Otten was battered by those developments, but these days he’s looking on the bright side.

“I’ve been lucky enough to have a strong enough sense of survival,” he says.

And while he won’t say much about his personal finances, he will say he managed to leave American Skiing without any personal debt, and with enough money to join a group angling for the Boston Red Sox.

“I’m financially viable enough to participate” in the Red Sox deal, he said.

Otten spends much of his time in Boston now, as he works with a group of investors on a bid for the Red Sox. When pressed to talk about the ski company he built, he recalls the achievements tucked behind and around the profit and loss figures.

Those included overcoming environmental issues in Vermont so that Killington and Sugarbush could make more snow, something he felt was vital to their continued growth.

“At the end of the day, the future is still there; the future wouldn’t be there were it not for the innovations and concessions that I was willing to make.”

American Skiing isn’t crumbling, he said; it’s making a strategic decision to sell off some assets to help it move strongly into the future – though probably not with him at the helm.

“I’m in that awkward position of watching from the outside,” he said.

And does he belong on the outside?

“Let’s just say that I’m convinced that although I’m not in the industry today, someday I may have a role to play in New England as it relates to business, politics and recreation,” he said.

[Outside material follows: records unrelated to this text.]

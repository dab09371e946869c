//! 摘要服务 - 业务能力层
//!
//! 只负责"生成考试摘要"能力

use std::sync::Arc;

use tracing::info;

use crate::clients::{ChatMessage, CompletionService};
use crate::error::AppResult;

const SUMMARY_MAX_TOKENS: u32 = 2000;
const SUMMARY_TEMPERATURE: f32 = 0.8;

const SUMMARY_SYSTEM_PROMPT: &str = "You are an expert Microsoft AI-102 exam tutor. \
    You create concise, highly focused summaries for exam preparation. \
    You know the AI-102 exam objectives in detail and are familiar with Azure AI services, best practices, \
    architecture patterns, and design principles. \
    You reference official Azure documentation when relevant.";

/// 摘要服务
pub struct SummaryService {
    llm: Arc<dyn CompletionService>,
}

impl SummaryService {
    pub fn new(llm: Arc<dyn CompletionService>) -> Self {
        Self { llm }
    }

    /// 生成面向 AI-102 考试的摘要
    ///
    /// `language` 为 `"en"` 时强制英文输出，其他值原样写入提示词
    pub async fn generate_summary(&self, text: &str, language: &str) -> AppResult<String> {
        info!("📝 正在生成摘要（语言: {}）...", language);

        let messages = [
            ChatMessage::system(SUMMARY_SYSTEM_PROMPT),
            ChatMessage::user(build_summary_prompt(text, language)),
        ];

        let summary = self
            .llm
            .complete(&messages, SUMMARY_MAX_TOKENS, SUMMARY_TEMPERATURE)
            .await?;

        info!("✓ 摘要生成完成，{} 个字符", summary.chars().count());
        Ok(summary)
    }
}

fn language_name(language: &str) -> &str {
    if language == "en" {
        "English"
    } else {
        language
    }
}

pub fn build_summary_prompt(text: &str, language: &str) -> String {
    format!(
        "Summarize the following content in {} \
         with a strong focus on topics that appear in the Microsoft AI-102 exam. \
         Your summary should include:\n\
         1. Key concepts and definitions relevant to AI-102.\n\
         2. Important Azure AI services and their use cases.\n\
         3. Recommended design patterns, best practices, and architecture tips.\n\
         4. Typical exam scenarios or question types.\n\
         5. References to official Azure documentation where appropriate.\n\n\
         Output format:\n\
         - Bullet points (10-15) or short paragraphs (max 8).\n\
         - Use clear, concise, study-friendly language.\n\
         - Do NOT add commentary, opinions, or filler text.\n\n\
         Content to summarize:\n{}",
        language_name(language),
        text
    )
}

Politics is something Otten has been considering for years. A run for statewide office could happen in Maine or in Vermont, where he said he owns a lot of land in and around Warren, Vt.

“I’m a great believer that opportunities always re-present themselves, and one needs to be patient,” he said.

He added that the decision to leave American Skiing was his.

“It was a very hard decision to leave; probably the toughest decision that I ever made,” he said.

Proud as he is of American Skiing, Otten has always had other interests, among them his family, and his roles in various charitable organizations.

He helped found Maine Handicapped Skiing, an organization that now has a yearly budget of about $1 million. As chairman of the board of trustees, he helped resolve serious financial problems at the Portland Museum of Art in Portland, Maine.

“You’re hard pressed to find someone that walks down the street in northern New England who has done as much as successfully as I have,” he said.

He still loves to ski. And as for the roller-coaster ride of the past few years, Otten refuses to write it off as a loss.

“All I feel comfortable about saying about the past is it prepares you for the future,” he said. “To that extent, I feel very well-prepared for the future.

“I’m ready to do something great,” he added. “Always have been, always will be.”